= Your objective =
In this data, count the lines in which "below" appears and give only that number.
Top of Data
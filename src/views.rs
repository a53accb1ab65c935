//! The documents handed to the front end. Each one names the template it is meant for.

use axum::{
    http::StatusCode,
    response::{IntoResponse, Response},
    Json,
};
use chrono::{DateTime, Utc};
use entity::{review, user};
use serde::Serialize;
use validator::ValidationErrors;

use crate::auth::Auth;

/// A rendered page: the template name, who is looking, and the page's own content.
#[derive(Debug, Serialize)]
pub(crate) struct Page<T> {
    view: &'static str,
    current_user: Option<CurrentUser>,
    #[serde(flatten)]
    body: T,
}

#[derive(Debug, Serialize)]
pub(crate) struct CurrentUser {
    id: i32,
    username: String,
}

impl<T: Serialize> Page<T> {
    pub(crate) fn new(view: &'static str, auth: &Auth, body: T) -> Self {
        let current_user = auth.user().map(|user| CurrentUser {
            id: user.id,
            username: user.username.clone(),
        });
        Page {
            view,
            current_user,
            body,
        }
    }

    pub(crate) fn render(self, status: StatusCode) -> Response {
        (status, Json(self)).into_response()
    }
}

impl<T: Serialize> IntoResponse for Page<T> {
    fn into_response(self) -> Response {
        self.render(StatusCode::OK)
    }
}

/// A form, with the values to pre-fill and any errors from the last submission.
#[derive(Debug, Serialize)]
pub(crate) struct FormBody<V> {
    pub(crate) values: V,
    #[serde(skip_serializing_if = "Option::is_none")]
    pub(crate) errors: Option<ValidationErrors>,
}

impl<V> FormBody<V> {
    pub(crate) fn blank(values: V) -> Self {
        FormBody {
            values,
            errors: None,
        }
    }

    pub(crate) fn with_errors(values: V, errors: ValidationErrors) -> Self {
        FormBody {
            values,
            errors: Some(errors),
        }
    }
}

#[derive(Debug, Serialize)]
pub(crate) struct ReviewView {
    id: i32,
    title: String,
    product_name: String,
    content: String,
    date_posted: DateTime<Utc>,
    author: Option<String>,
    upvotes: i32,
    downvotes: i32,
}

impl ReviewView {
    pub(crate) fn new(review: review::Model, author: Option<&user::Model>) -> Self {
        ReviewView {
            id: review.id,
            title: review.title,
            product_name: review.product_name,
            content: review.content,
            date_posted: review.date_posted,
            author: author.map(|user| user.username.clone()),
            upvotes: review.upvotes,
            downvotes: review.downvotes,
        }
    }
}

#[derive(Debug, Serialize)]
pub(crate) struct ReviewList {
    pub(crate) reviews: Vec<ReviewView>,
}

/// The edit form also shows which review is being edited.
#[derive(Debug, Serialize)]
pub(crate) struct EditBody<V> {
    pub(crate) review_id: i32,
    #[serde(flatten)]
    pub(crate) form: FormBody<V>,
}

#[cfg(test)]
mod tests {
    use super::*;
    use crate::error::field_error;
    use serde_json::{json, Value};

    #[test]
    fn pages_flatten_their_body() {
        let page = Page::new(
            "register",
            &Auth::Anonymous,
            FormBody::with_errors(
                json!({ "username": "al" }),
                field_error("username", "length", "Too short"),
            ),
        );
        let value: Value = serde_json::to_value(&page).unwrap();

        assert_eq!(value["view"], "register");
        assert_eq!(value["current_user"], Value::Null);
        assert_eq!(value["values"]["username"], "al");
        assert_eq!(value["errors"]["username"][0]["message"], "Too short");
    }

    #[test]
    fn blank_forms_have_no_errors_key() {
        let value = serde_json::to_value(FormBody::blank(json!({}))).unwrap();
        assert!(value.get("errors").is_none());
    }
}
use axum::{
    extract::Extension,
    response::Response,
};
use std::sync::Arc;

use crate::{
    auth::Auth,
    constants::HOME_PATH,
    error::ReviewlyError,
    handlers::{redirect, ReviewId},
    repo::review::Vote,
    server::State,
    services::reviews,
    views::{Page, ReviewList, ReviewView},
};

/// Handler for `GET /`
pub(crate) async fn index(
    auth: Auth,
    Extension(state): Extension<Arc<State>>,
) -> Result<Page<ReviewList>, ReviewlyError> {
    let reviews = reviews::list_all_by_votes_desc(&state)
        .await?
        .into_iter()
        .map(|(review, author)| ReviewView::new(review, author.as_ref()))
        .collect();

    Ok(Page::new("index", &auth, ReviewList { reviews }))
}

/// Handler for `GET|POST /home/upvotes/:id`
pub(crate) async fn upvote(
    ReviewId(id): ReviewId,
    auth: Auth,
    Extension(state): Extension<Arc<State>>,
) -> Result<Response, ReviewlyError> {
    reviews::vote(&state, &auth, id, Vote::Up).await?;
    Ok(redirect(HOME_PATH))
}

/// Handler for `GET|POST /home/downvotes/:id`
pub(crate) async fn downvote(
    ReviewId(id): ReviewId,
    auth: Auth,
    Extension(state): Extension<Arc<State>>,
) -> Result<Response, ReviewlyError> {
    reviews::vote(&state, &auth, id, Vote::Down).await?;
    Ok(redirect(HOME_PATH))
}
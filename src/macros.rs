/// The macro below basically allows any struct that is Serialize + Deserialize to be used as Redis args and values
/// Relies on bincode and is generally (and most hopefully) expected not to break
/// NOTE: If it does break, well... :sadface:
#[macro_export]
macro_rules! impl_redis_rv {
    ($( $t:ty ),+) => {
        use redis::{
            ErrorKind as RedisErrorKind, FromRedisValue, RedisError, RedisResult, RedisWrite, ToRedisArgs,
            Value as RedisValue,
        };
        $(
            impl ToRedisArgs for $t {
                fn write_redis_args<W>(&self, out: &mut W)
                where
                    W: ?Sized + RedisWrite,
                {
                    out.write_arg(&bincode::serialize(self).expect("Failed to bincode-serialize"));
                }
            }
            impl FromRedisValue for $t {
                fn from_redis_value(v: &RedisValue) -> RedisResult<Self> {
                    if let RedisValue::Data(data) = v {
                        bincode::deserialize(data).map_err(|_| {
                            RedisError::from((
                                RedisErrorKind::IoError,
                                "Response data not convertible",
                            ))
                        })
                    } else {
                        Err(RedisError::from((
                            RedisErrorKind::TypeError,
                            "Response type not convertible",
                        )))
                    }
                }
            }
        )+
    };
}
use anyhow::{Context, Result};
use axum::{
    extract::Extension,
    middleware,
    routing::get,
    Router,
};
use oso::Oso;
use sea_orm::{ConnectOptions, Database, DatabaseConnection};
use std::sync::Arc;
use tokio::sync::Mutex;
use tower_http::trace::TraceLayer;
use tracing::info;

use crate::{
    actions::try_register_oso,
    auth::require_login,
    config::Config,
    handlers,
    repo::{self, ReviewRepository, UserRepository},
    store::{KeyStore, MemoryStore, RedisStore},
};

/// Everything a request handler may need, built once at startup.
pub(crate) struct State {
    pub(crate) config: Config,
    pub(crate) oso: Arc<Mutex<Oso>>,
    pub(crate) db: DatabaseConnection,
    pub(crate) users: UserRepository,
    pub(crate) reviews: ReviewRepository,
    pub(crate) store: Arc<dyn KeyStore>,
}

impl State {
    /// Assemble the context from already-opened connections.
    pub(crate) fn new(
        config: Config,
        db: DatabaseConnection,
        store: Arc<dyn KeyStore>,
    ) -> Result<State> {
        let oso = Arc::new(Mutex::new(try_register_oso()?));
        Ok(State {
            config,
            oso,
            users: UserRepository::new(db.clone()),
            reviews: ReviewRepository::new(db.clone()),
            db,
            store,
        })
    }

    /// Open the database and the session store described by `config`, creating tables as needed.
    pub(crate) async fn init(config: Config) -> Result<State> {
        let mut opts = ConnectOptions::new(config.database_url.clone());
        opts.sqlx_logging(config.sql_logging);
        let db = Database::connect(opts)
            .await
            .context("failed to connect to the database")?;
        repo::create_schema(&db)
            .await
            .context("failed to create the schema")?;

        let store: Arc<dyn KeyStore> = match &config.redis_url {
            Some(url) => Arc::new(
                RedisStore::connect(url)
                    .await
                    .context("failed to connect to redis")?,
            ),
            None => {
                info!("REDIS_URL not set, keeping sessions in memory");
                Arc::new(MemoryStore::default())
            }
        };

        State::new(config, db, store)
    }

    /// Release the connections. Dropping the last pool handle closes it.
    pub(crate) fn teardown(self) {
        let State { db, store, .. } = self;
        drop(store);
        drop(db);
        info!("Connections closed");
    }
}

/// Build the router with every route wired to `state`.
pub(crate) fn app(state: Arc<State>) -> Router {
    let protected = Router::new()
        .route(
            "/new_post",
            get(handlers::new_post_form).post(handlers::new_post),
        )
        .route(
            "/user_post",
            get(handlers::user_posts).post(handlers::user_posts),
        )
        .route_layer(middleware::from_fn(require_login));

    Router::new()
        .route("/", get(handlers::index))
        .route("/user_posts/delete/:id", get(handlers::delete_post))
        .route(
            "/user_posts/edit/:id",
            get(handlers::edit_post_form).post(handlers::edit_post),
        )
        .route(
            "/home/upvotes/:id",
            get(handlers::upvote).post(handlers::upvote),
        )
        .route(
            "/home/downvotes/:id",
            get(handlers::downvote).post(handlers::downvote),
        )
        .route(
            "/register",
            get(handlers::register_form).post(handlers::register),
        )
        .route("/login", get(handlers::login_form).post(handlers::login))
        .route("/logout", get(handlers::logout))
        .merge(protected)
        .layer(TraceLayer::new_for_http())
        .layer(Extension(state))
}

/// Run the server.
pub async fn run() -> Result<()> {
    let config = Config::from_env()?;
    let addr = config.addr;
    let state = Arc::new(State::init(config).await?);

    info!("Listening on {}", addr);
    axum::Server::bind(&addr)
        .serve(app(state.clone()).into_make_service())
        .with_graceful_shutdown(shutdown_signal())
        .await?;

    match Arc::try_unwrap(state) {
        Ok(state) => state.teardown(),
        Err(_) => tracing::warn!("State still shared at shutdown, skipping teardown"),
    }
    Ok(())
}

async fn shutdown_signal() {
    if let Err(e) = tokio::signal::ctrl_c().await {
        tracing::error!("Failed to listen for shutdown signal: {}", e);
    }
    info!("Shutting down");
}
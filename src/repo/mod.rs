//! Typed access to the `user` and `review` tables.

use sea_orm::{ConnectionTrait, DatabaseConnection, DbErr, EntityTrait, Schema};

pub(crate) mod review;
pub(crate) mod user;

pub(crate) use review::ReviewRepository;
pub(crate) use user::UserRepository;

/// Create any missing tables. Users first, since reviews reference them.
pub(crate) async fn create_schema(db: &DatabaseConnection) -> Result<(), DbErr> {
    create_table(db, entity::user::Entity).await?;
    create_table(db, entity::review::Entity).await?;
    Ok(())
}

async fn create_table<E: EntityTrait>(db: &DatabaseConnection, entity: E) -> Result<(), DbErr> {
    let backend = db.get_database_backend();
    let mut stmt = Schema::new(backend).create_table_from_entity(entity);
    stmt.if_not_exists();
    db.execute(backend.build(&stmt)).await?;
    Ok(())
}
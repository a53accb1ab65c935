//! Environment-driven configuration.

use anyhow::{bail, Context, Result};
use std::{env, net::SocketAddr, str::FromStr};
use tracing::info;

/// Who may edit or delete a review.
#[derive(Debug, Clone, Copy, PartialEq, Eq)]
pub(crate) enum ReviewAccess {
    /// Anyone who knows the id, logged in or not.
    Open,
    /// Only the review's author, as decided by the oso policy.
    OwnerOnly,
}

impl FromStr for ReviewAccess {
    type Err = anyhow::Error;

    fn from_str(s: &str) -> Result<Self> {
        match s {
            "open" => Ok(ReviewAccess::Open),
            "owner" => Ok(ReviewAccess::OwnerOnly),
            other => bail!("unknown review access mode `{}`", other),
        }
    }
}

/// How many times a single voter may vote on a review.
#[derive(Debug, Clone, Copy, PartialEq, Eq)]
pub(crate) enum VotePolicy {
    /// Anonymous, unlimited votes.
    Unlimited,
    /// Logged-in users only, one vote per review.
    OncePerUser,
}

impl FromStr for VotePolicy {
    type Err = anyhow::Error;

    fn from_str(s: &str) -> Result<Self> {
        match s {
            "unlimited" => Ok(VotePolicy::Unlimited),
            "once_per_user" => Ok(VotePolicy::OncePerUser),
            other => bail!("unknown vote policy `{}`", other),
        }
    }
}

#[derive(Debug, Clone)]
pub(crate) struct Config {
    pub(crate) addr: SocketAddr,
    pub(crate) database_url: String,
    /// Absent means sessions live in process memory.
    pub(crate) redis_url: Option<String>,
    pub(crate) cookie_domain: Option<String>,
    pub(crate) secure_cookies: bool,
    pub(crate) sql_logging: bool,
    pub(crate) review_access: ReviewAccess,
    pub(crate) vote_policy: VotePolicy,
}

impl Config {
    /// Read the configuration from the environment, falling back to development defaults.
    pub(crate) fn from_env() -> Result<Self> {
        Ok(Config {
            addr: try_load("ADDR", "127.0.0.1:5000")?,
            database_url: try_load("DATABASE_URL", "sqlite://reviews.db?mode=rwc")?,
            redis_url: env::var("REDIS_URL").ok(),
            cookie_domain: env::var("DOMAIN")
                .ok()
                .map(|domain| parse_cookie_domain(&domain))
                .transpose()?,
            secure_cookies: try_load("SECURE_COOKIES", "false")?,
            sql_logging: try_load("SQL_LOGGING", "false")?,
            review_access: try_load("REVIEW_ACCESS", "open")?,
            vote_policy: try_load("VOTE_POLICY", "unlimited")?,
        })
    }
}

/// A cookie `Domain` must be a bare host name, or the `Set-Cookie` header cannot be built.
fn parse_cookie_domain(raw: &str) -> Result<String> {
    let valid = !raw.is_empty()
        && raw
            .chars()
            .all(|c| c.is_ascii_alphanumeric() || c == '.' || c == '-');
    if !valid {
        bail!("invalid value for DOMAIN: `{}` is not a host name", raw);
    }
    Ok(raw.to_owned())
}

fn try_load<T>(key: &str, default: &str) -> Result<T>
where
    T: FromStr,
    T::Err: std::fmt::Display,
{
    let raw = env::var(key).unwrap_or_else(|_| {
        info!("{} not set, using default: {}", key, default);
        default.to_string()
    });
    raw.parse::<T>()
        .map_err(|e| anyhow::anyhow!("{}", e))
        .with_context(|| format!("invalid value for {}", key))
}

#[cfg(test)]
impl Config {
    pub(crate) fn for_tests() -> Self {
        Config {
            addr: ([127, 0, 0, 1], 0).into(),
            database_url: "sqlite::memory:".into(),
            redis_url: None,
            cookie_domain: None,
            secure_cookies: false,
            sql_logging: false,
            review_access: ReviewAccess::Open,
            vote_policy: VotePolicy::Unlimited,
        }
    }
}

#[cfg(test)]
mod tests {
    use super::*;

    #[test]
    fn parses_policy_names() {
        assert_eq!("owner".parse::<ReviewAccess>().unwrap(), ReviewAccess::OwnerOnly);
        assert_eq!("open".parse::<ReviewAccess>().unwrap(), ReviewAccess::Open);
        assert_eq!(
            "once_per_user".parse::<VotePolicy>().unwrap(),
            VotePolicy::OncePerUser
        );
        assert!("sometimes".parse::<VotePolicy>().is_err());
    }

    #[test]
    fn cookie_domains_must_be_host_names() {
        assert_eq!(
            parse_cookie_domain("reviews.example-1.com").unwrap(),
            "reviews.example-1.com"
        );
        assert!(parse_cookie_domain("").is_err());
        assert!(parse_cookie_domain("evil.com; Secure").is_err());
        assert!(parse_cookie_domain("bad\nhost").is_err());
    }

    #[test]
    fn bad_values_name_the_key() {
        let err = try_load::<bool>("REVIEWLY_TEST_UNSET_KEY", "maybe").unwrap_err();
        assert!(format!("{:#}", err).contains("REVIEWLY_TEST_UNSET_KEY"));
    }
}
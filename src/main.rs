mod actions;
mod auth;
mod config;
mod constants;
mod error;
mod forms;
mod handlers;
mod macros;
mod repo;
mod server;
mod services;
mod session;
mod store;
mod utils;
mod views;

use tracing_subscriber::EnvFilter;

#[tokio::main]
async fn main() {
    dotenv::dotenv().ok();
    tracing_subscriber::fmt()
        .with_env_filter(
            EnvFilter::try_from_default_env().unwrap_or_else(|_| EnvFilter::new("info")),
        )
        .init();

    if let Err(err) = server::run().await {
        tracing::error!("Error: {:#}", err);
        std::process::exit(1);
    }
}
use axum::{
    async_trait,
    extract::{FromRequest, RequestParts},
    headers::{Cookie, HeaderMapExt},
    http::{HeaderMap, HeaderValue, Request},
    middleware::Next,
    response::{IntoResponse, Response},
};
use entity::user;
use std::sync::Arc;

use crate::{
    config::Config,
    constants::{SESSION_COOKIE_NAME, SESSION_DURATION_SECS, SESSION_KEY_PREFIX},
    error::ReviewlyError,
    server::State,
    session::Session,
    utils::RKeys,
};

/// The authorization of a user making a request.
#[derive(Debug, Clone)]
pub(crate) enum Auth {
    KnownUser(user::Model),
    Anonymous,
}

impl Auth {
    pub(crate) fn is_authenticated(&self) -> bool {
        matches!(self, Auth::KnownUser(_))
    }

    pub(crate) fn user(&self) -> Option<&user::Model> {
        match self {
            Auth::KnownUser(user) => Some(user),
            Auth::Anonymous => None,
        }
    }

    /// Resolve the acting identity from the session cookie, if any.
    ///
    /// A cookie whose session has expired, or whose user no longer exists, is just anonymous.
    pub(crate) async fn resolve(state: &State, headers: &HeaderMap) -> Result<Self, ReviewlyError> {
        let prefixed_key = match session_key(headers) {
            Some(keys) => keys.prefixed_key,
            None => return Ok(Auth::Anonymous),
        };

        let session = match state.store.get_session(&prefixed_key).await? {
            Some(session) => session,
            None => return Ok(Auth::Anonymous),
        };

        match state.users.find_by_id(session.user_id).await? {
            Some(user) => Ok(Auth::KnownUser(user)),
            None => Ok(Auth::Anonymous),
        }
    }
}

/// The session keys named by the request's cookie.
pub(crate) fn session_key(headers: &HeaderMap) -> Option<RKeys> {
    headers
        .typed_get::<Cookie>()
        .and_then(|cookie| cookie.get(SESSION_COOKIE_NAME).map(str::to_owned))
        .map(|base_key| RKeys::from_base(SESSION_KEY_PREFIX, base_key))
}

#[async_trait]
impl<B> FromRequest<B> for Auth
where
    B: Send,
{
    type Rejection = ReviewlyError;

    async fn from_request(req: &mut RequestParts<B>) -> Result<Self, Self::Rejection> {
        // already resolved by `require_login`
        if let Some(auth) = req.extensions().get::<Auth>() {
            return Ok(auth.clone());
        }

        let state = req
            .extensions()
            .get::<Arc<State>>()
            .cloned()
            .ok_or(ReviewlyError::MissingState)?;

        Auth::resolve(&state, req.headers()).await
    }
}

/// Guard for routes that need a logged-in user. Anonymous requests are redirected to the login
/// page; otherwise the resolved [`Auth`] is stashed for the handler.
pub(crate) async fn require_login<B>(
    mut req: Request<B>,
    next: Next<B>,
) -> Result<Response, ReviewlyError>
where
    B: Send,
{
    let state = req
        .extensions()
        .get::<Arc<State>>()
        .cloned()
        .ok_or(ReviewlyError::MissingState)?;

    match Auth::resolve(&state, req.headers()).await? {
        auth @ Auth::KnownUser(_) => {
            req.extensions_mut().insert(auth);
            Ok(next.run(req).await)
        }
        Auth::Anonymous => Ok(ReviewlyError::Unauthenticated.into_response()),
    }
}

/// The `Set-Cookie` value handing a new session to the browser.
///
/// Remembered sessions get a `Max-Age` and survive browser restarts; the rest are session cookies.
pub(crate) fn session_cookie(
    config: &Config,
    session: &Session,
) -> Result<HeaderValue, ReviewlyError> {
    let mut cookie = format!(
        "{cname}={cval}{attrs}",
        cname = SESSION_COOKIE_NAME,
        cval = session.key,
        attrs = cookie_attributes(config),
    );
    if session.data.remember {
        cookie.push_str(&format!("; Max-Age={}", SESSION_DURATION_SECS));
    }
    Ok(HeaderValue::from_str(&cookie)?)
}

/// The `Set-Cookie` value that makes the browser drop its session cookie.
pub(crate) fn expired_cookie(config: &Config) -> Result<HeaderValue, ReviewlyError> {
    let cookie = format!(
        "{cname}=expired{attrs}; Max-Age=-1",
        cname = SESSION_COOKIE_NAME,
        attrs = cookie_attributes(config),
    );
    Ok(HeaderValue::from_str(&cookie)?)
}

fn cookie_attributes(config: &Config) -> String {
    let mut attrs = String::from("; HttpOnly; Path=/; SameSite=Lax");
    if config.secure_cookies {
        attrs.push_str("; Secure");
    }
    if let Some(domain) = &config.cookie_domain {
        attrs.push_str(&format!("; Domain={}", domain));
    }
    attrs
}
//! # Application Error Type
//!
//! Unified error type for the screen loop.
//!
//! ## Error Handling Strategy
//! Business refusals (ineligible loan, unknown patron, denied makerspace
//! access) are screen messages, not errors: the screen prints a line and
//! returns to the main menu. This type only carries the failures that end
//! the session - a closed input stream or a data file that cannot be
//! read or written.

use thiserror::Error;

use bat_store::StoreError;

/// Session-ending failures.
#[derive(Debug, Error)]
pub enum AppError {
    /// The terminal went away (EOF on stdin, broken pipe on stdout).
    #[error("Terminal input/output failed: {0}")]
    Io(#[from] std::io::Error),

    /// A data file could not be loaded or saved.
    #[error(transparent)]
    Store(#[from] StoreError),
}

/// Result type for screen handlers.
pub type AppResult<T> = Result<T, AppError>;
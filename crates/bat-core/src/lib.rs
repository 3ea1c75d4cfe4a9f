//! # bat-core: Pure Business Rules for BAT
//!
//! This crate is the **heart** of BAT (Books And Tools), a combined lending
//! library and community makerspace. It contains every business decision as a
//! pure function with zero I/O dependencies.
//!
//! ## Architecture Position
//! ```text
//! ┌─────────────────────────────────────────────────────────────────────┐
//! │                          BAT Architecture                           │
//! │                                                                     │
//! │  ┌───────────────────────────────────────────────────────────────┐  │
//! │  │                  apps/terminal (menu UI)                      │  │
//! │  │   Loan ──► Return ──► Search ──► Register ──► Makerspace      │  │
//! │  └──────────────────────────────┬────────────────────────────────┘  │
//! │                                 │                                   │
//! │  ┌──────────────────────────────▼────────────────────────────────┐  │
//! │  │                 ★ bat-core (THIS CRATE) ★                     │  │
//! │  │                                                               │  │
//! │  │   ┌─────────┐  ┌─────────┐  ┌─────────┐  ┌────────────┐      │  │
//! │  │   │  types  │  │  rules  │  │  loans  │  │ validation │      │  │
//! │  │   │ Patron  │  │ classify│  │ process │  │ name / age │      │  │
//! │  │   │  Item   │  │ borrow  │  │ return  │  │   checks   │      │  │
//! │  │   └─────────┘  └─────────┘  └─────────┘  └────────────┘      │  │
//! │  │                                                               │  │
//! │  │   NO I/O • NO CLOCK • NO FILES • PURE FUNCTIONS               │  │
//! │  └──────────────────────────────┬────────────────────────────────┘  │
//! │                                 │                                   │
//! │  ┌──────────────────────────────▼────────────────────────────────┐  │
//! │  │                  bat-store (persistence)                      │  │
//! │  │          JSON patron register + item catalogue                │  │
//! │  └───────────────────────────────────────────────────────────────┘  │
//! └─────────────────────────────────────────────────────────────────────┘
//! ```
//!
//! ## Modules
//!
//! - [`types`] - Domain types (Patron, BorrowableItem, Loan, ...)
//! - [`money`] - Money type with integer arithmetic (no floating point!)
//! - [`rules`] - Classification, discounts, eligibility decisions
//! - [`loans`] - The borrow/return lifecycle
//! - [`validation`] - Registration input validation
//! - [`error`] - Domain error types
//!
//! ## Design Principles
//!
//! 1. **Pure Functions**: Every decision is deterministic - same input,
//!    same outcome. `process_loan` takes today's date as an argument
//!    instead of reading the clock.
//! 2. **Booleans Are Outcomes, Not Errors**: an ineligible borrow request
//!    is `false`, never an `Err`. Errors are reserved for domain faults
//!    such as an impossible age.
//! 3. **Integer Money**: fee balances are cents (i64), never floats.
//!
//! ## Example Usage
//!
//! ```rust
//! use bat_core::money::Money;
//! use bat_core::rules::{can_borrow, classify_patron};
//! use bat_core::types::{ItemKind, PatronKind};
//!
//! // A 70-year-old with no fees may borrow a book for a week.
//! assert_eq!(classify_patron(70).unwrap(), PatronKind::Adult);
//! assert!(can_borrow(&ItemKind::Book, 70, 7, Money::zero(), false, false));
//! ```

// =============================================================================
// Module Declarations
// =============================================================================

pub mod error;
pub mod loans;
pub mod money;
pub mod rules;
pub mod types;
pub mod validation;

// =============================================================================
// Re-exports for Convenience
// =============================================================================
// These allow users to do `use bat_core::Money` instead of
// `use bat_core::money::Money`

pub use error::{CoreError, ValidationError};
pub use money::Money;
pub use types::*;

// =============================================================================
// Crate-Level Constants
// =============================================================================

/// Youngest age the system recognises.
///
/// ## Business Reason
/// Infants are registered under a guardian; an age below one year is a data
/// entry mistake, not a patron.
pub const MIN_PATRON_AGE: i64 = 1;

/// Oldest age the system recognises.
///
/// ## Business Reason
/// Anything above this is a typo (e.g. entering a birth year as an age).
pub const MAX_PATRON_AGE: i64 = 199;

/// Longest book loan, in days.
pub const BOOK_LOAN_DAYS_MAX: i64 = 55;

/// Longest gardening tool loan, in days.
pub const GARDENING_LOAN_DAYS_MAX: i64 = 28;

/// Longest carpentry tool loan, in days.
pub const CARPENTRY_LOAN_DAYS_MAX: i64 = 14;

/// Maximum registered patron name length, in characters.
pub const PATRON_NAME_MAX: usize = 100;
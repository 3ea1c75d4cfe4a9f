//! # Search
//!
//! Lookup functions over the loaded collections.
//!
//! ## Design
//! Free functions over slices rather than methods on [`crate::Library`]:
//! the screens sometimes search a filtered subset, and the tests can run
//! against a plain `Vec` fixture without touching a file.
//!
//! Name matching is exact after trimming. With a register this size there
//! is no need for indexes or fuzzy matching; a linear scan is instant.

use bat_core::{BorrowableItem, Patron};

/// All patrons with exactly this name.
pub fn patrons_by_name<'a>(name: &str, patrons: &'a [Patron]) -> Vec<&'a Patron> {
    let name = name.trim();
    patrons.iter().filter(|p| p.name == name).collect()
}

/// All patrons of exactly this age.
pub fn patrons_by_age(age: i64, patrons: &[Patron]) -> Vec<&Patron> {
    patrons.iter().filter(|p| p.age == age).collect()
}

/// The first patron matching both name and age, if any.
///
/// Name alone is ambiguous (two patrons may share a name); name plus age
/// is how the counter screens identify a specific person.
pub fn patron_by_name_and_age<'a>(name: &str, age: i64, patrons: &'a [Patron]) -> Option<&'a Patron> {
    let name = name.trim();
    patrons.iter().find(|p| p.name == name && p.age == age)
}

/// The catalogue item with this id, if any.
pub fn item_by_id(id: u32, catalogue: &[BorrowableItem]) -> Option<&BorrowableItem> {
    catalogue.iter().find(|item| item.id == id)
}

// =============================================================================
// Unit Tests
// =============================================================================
Bottom of Data
= Answer for this exercise =
2